Neubau des Kombibads Herzogenried in Mannheim

Blick vom Freibad

Blick vom Freibad

Anerkennung

Preisgeld: 7.500 EUR

Bez+Kock Architekten Generalplaner GmbH

Architektur

koeber Landschaftsarchitektur GmbH

Landschaftsarchitektur

Henne & Walter GbR

TGA-Fachplanung

wh-p Ingenieure

Tragwerksplanung

RENDERBAR 3D Visualisierung

Visualisierung

Architekturmodelle Boris Degen Modellbau

Modellbau

Erläuterungstext

TOR ZUM GRÜNZUG NORD
Der Neubau des Kombibades soll in einem sehr sensiblen Umfeld entstehen. Die zentrale Herausforderung besteht darin, die vorhandenen grünräumlichen Qualitäten des Herzogenriedparks möglichst wenig zu beeinträchtigen und gleichzeitig dem Wunsch nach einer Stärkung der städtebaulichen Achse an der Max-Joseph-Straße und einer Etablierung des Grünzugs Nord Rechnung zu tragen. Das soll Bad kann gemeinsam mit der reaktivierten Multihalle künftig zum attraktiven Tor des Grünzuges Nord werden.

In städtebaulicher Analogie zur Multihalle wird das Kombibad mit seiner Schmalseite orthogonal zur Max-Joseph-Straße platziert. Dem hier verorteten Hauptzugang wird ein einladender und adressbildender Vorplatz vorgelagert. Mit großzügiger Geste öffnet sich die Badehalle zur bestehenden parkartigen Freibadlandschaft, so dass Innenraum und Außenraum visuell ineinander übergehen.

Durch die Platzierung des neuen Baukörpers im Bereich des derzeitigen Zugangsbauwerks, fallen dem Neubau sehr wenige Bäume zum Opfer. Im Sinne einer maximalen Bewahrung des wertvollen Baumbestandes soll auch der vorhandene Parkplatz an der Max-Joseph-Straße erhalten und mit sanftem Eingriff aufgewertet werden. Der neue Umkleidetrakt des Freibades bildet einen wirksamen Sicht- und Lärmschutz zwischen den Stellplätzen und dem angrenzenden Freibad.

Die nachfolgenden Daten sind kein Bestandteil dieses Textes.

// Copyright (c) 2024-2025 Fulcrum Genomics LLC
// SPDX-License-Identifier: MIT

//! ferro-sv: structural variant junction reconstruction and variant layout
//!
//! Part of the ferro bioinformatics toolkit.
//!
//! Two independent engines live here:
//!
//! - [`junction`] rebuilds the exon structures that a structural variant
//!   (deletion, inversion, duplication or breakend) would produce, on a
//!   relative "exons only" axis.
//! - [`layout`] aggregates dense variants into count bubbles and assigns
//!   non-overlapping lanes for a visible window.
//!
//! # Example
//!
//! ```
//! use ferro_sv::{MockAnnotationProvider, Reconstructor, VariantRecord, VariantType};
//!
//! let provider = MockAnnotationProvider::with_test_data();
//! let context = provider.reference().clone();
//! let gene_file = context.gene_file.clone();
//! let reconstructor = Reconstructor::new(provider, context);
//!
//! // A deletion from inside ALPHA to inside BETA
//! let record = VariantRecord::symbolic(1, 100, 500, VariantType::Del);
//! let analysis = reconstructor.analyze_record(&record, gene_file.as_ref()).unwrap();
//! let structural = analysis.structural().unwrap();
//! assert_eq!(structural.alt_structures.len(), 1);
//! ```

pub mod annotation;
pub mod cli;
pub mod config;
pub mod error;
pub mod junction;
pub mod layout;
pub mod structure;
pub mod variant;

// Re-export commonly used types
pub use annotation::{AnnotationProvider, GeneRef, GeneStructure, MockAnnotationProvider};
pub use config::{LayoutConfig, ReconstructConfig, SvConfig, TranscriptMode};
pub use error::{ErrorCode, FerroError};
pub use junction::{AlternativeStructure, Reconstructor, StructuralAnalysis, VariantAnalysis};
pub use layout::{Layout, LayoutEngine, Viewport};
pub use variant::{analyze_variant, AnalyzedVariant, VariantRecord, VariantType};

/// Result type alias for ferro-sv operations
pub type Result<T> = std::result::Result<T, FerroError>;
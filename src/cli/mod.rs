//! CLI utilities for ferro-sv
//!
//! This module provides testable functions used by the CLI binary.
//! By extracting pure functions and I/O-abstracted functions to the library,
//! we enable comprehensive unit testing without requiring end-to-end CLI tests.

pub mod format;
pub mod input;

// Re-export commonly used items
pub use format::{
    describe_allele, output_allele, output_analysis, output_error, output_json, output_layout,
    OutputFormat,
};
pub use input::{open_input, parse_variants, read_json, read_to_string, read_variants};

use crate::annotation::{Chromosome, ReferenceContext};
use crate::config::TranscriptMode;

/// UTF-8 BOM (Byte Order Mark) constant
const UTF8_BOM: &str = "\u{feff}";

/// Strip UTF-8 BOM from the beginning of a string if present.
///
/// # Examples
///
/// ```
/// use ferro_sv::cli::strip_bom;
///
/// assert_eq!(strip_bom("\u{feff}[]"), "[]");
/// assert_eq!(strip_bom("[]"), "[]");
/// ```
pub fn strip_bom(s: &str) -> &str {
    s.strip_prefix(UTF8_BOM).unwrap_or(s)
}

/// Process an input line: trim whitespace, strip BOM (for first line), and
/// skip comment lines.
///
/// Returns None if the line is empty or a comment-only line. Unlike free
/// text, JSON records may contain `#`, so only leading `#` marks a comment.
///
/// # Examples
///
/// ```
/// use ferro_sv::cli::process_input_line;
///
/// assert_eq!(process_input_line(r##"{"id": "#1"}"##, false), Some(r##"{"id": "#1"}"##));
/// assert_eq!(process_input_line("\u{feff}{}", true), Some("{}"));
/// assert_eq!(process_input_line("# comment", false), None);
/// assert_eq!(process_input_line("   ", false), None);
/// ```
pub fn process_input_line(line: &str, is_first_line: bool) -> Option<&str> {
    let line = line.trim();
    let line = if is_first_line { strip_bom(line) } else { line };

    if line.is_empty() || line.starts_with('#') {
        None
    } else {
        Some(line)
    }
}

/// Parse a transcript mode name (`canonical` or `consensus`)
pub fn parse_transcript_mode(s: &str) -> Result<TranscriptMode, String> {
    match s.to_lowercase().as_str() {
        "canonical" => Ok(TranscriptMode::Canonical),
        "consensus" => Ok(TranscriptMode::Consensus),
        _ => Err(format!(
            "Invalid transcript mode '{}'. Use 'canonical' or 'consensus'.",
            s
        )),
    }
}

/// Find a chromosome of the reference by id or by name
///
/// Names match case-insensitively with or without a `chr` prefix.
pub fn find_chromosome<'a>(reference: &'a ReferenceContext, key: &str) -> Option<&'a Chromosome> {
    if let Ok(id) = key.parse::<u64>() {
        if let Some(chromosome) = reference.chromosome(id) {
            return Some(chromosome);
        }
    }
    let bare = |name: &str| {
        let lower = name.to_lowercase();
        lower.strip_prefix("chr").map(str::to_string).unwrap_or(lower)
    };
    let wanted = bare(key);
    reference
        .chromosomes
        .iter()
        .find(|chromosome| bare(&chromosome.name) == wanted)
}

Der Zugang zum Freibad erfolgt über die überdachte Fuge zwischen der Badehalle und dem Umkleidetrakt des Freibades, die Kasse des Hallenbades kann an dieser Stelle auch das Ticketing des Freibades unterstützen.

Durch die Anordnung des Bades auf dem Höhenniveau der Max-Joseph-Straße, und somit über dem derzeitigen Geländeniveau, können topographiebedingt die Aushubmassen des Technikgeschosses auf ein Minimum reduziert werden.

BADEN IM PARK
Das neue Kombibad profitiert von einer einmaligen Lagegunst, nahe an der Mannheimer Innenstadt und doch mitten im gewachsenen Park. Um von dieser fantastischen Lage maximal zu profitieren öffnet sich die Badehalle vollverglast zur vorgelagerten Parklandschaft. Die zum Park hin abfallende Höhenstaffelung der Schwimmbecken, sowie das auskragende Vordach unterstützen die Verzahnung von Bad und Park zusätzlich. Über die in das Dach eingelassenen Oberlichter fällt reichlich Tageslicht ins Innere des Bades. Der Badegast im Haus fühlt sich, als ob er im Park badet.

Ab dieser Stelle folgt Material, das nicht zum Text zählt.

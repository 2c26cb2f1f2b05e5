//! Concatenating split segments into one alternative structure

use crate::structure::exon::{Segment, StructureExon};
use serde::{Deserialize, Serialize};

/// Exons of several segments laid out one after another.
#[derive(Debug, Clone, PartialEq, Eq, Serialize, Deserialize)]
#[serde(rename_all = "camelCase")]
pub struct MergedStructure {
    pub consensus_exons: Vec<StructureExon>,
    /// Relative offset where the last segment starts
    pub breakpoint: i64,
}

/// Concatenate segments, shifting every exon and domain by the summed length
/// of the segments before it.
///
/// A gene-less segment contributes one placeholder exon of
/// `placeholder_length`; every other segment contributes its exon spans, so
/// the result stays gap-free.
pub fn merge_segments(segments: Vec<Segment>, placeholder_length: i64) -> MergedStructure {
    let mut exons = Vec::new();
    let mut offset = 0i64;
    let mut breakpoint = 0i64;

    for segment in segments {
        breakpoint = offset;
        let part = match segment {
            Segment::Exons(part) => part,
            Segment::Empty { gene_name } => {
                vec![StructureExon::placeholder(gene_name, placeholder_length)]
            }
        };
        let length: i64 = part.iter().map(|e| e.relative.span()).sum();
        for mut exon in part {
            exon.shift_relative(offset);
            exons.push(exon);
        }
        offset += length;
    }

    MergedStructure {
        consensus_exons: exons,
        breakpoint,
    }
}
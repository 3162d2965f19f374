//! # Crawl Scheduler
//!
//! Fires gazette crawl cycles on a cron schedule in a named timezone, and
//! exposes the manual trigger used by administrative callers.
//!
//! ```text
//! JobScheduler (0 0 8-23/2 * * *, America/Sao_Paulo)
//!     │
//!     └─► Crawler::run_cycle()  ◄── trigger() (manual, synchronous)
//! ```
//!
//! Both paths share the crawler's single-flight guard, so a scheduled firing
//! that lands while a manual cycle runs is skipped rather than duplicated.

use std::sync::Arc;

use chrono_tz::Tz;
use thiserror::Error;
use tokio_cron_scheduler::{Job, JobScheduler, JobSchedulerError};
use tracing::{info, instrument, warn};

use crate::error::Error as CrateError;
use crate::gazette::{CrawlError, CrawlOutcome, Crawler, LastSeenStore, Notifier, PageFetcher};

/// Every two hours from 08:00 through 22:00 (seconds field first)
pub const DEFAULT_CRON: &str = "0 0 8-23/2 * * *";

/// Timezone the schedule is evaluated in
pub const DEFAULT_TIMEZONE: &str = "America/Sao_Paulo";

/// Error type for scheduler operations
#[derive(Debug, Error)]
pub enum SchedulerError {
    /// The underlying job scheduler rejected an operation
    #[error("Job scheduler error: {0}")]
    Job(#[from] JobSchedulerError),

    /// `start` called on a running scheduler
    #[error("Scheduler already started")]
    AlreadyStarted,
}

impl From<SchedulerError> for CrateError {
    fn from(err: SchedulerError) -> Self {
        CrateError::Scheduler(err.to_string())
    }
}

/// When crawl cycles fire
#[derive(Debug, Clone)]
pub struct ScheduleConfig {
    /// Six-field cron expression
    pub cron: String,

    /// IANA timezone name; unknown names fall back to UTC
    pub timezone: String,
}

impl Default for ScheduleConfig {
    fn default() -> Self {
        Self {
            cron: DEFAULT_CRON.to_string(),
            timezone: DEFAULT_TIMEZONE.to_string(),
        }
    }
}

/// Look up a timezone by name, falling back to UTC
pub fn resolve_timezone(name: &str) -> Tz {
    match name.parse::<Tz>() {
        Ok(tz) => tz,
        Err(e) => {
            warn!(timezone = name, error = %e, "Could not load timezone, using UTC");
            Tz::UTC
        }
    }
}

/// Drives a [`Crawler`] on a recurring schedule
pub struct CrawlScheduler<F, N, S> {
    crawler: Arc<Crawler<F, N, S>>,
    config: ScheduleConfig,
    timezone: Tz,
    runner: Option<JobScheduler>,
}

impl<F, N, S> CrawlScheduler<F, N, S>
where
    F: PageFetcher + 'static,
    N: Notifier + 'static,
    S: LastSeenStore + 'static,
{
    pub fn new(crawler: Arc<Crawler<F, N, S>>, config: ScheduleConfig) -> Self {
        let timezone = resolve_timezone(&config.timezone);
        Self {
            crawler,
            config,
            timezone,
            runner: None,
        }
    }

    pub fn crawler(&self) -> &Arc<Crawler<F, N, S>> {
        &self.crawler
    }

    /// Timezone actually in use after fallback
    pub fn timezone(&self) -> Tz {
        self.timezone
    }

    pub fn is_started(&self) -> bool {
        self.runner.is_some()
    }

    /// Register the crawl job and start the background runner.
    ///
    /// Returns as soon as the runner is spawned.
    #[instrument(skip(self), fields(cron = %self.config.cron, timezone = %self.timezone))]
    pub async fn start(&mut self) -> Result<(), SchedulerError> {
        if self.runner.is_some() {
            return Err(SchedulerError::AlreadyStarted);
        }

        let runner = JobScheduler::new().await?;
        runner.add(self.crawl_job()?).await?;
        runner.start().await?;
        self.runner = Some(runner);

        info!("Gazette crawler schedule started");
        Ok(())
    }

    fn crawl_job(&self) -> Result<Job, SchedulerError> {
        let crawler = self.crawler.clone();
        let job = Job::new_async_tz(
            self.config.cron.as_str(),
            self.timezone,
            move |_uuid, _scheduler| {
                let crawler = crawler.clone();
                Box::pin(async move {
                    info!("Scheduled gazette crawl triggered");
                    // other failures are logged by the crawler itself
                    if let Err(CrawlError::CycleInProgress) = crawler.run_cycle().await {
                        warn!("Previous crawl still running, skipping this firing");
                    }
                })
            },
        )?;
        Ok(job)
    }

    /// Stop scheduling new cycles.
    ///
    /// A cycle already in flight runs to completion before this returns.
    /// Safe to call more than once.
    #[instrument(skip(self))]
    pub async fn stop(&mut self) -> Result<(), SchedulerError> {
        if let Some(mut runner) = self.runner.take() {
            info!("Stopping gazette crawler schedule");
            runner.shutdown().await?;
        }
        self.crawler.wait_idle().await;
        Ok(())
    }

    /// Run exactly one crawl cycle now, independent of the schedule
    pub async fn trigger(&self) -> Result<CrawlOutcome, CrawlError> {
        info!("Manual gazette crawl trigger");
        self.crawler.run_cycle().await
    }
}
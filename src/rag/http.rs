//! Shared request execution for the RAG HTTP clients

use reqwest::{RequestBuilder, StatusCode};
use serde::de::DeserializeOwned;
use tracing::error;

use crate::rag::error::RagError;

/// Send `request` and return the body if `accept` approves the status
pub(crate) async fn execute_text(
    request: RequestBuilder,
    accept: impl Fn(StatusCode) -> bool,
) -> Result<String, RagError> {
    let response = request.send().await?;

    let status = response.status();
    let body = response.text().await?;

    if accept(status) {
        Ok(body)
    } else {
        error!(status = status.as_u16(), body = %body, "API error");
        Err(RagError::Api {
            status_code: status.as_u16(),
            message: body,
        })
    }
}

/// Send `request`, require `200 OK` and decode the JSON body
pub(crate) async fn execute_json<T: DeserializeOwned>(request: RequestBuilder) -> Result<T, RagError> {
    let body = execute_text(request, |status| status == StatusCode::OK).await?;
    serde_json::from_str(&body).map_err(|e| {
        error!("Failed to parse response: {}", e);
        RagError::Json(e)
    })
}
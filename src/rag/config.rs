//! # RAG Configuration Module
//!
//! Knobs for the assistant's retrieval and generation steps: which collection
//! facts live in, how many of them are pulled in as context, and which Gemini
//! models and sampling parameters answer the user.

/// Default vector store location inside the compose network
pub const DEFAULT_CHROMA_URL: &str = "http://chromadb:8000";

/// Configuration for the RAG service and its clients
#[derive(Debug, Clone)]
pub struct RagConfig {
    /// Collection holding learned facts
    pub collection_name: String,

    /// Number of similar facts pulled in as context
    pub max_context_docs: usize,

    /// Gemini model used for embeddings
    pub embedding_model: String,

    /// Gemini model used for answers
    pub generation_model: String,

    /// Sampling temperature
    pub temperature: f32,

    /// Top-k sampling cutoff
    pub top_k: u32,

    /// Nucleus sampling cutoff
    pub top_p: f32,

    /// Upper bound on answer length in tokens
    pub max_output_tokens: u32,

    /// Client-side request budget for the Gemini API
    pub requests_per_minute: u32,

    /// Timeout in seconds for Gemini requests
    pub request_timeout_secs: u64,
}

impl Default for RagConfig {
    fn default() -> Self {
        Self {
            collection_name: "facts".to_string(),
            max_context_docs: 3,
            embedding_model: "embedding-001".to_string(),
            generation_model: "gemini-pro".to_string(),
            temperature: 0.7,
            top_k: 40,
            top_p: 0.95,
            max_output_tokens: 1024,
            requests_per_minute: 60,
            request_timeout_secs: 30,
        }
    }
}

/// Builder for RagConfig
#[derive(Debug, Default)]
pub struct RagConfigBuilder {
    config: RagConfig,
}

impl RagConfigBuilder {
    /// Create a new builder with default configuration
    pub fn new() -> Self {
        Self {
            config: RagConfig::default(),
        }
    }

    /// Set the collection name
    pub fn collection_name(mut self, name: impl Into<String>) -> Self {
        self.config.collection_name = name.into();
        self
    }

    /// Set how many similar facts are used as context
    pub fn max_context_docs(mut self, max_context_docs: usize) -> Self {
        self.config.max_context_docs = max_context_docs;
        self
    }

    /// Set the embedding model
    pub fn embedding_model(mut self, model: impl Into<String>) -> Self {
        self.config.embedding_model = model.into();
        self
    }

    /// Set the generation model
    pub fn generation_model(mut self, model: impl Into<String>) -> Self {
        self.config.generation_model = model.into();
        self
    }

    /// Set the client-side request budget
    pub fn requests_per_minute(mut self, requests_per_minute: u32) -> Self {
        self.config.requests_per_minute = requests_per_minute;
        self
    }

    /// Build the configuration
    pub fn build(self) -> RagConfig {
        self.config
    }
}

impl RagConfig {
    /// Create a new builder
    pub fn builder() -> RagConfigBuilder {
        RagConfigBuilder::new()
    }
}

Bereits vom Foyer aus ist ein großzügiger Einblick in die angrenzende Schwimmhalle möglich. Zu beiden Seiten der trennenden Verglasung können hier die Gäste Speisen aus der Bistroküche genießen. Nach dem lösen einer Eintrittskarte führt der Weg die Badegäste über einen tagesbelichteten Wandelgang entlang der Südfassade zu den Umkleiden. Vom Barfußgang aus erfolgt an zentraler Stelle der Zugang zur Schwimmhalle.

Unter einem großen Holzdach entwickelt sich die Badelandschaft auf zwei Ebenen. Die über Treppen und eine Rampe miteinander verbunden sind. Die räumliche Zonierung der Halle erfolgt über eine eng getaktete Stützenreihe entlang dieses Höhenversatzes, sowie über einen Innenhof und einen felsartig eingestellten Kern. Auf der oberen Ebene befinden sich das Sportbecken, das Sprungbecken und das Landebecken der beiden Rutschen. Der etwas turbulentere Bereich von Landebecken und Sprungbecken wird durch den Kern gegenüber der übrigen Halle abgeschirmt. Dieser massive Block nimmt die Treppen zu den Rutschen, das Dampfbad, sowie einige Materialräume auf. Im Fall der Realisierung der Röhrenrutsche soll der Kern über Dach geführt werden, von dem so entstehenden Ausguck ergibt sich ein herrlicher Blick über den angrenzenden Herzogenriedpark. Die schmale Fuge zwischen Kern und Glasfassade erlaubt eine einfache räumliche Integration des Übergangs zum optionalen Außenbecken.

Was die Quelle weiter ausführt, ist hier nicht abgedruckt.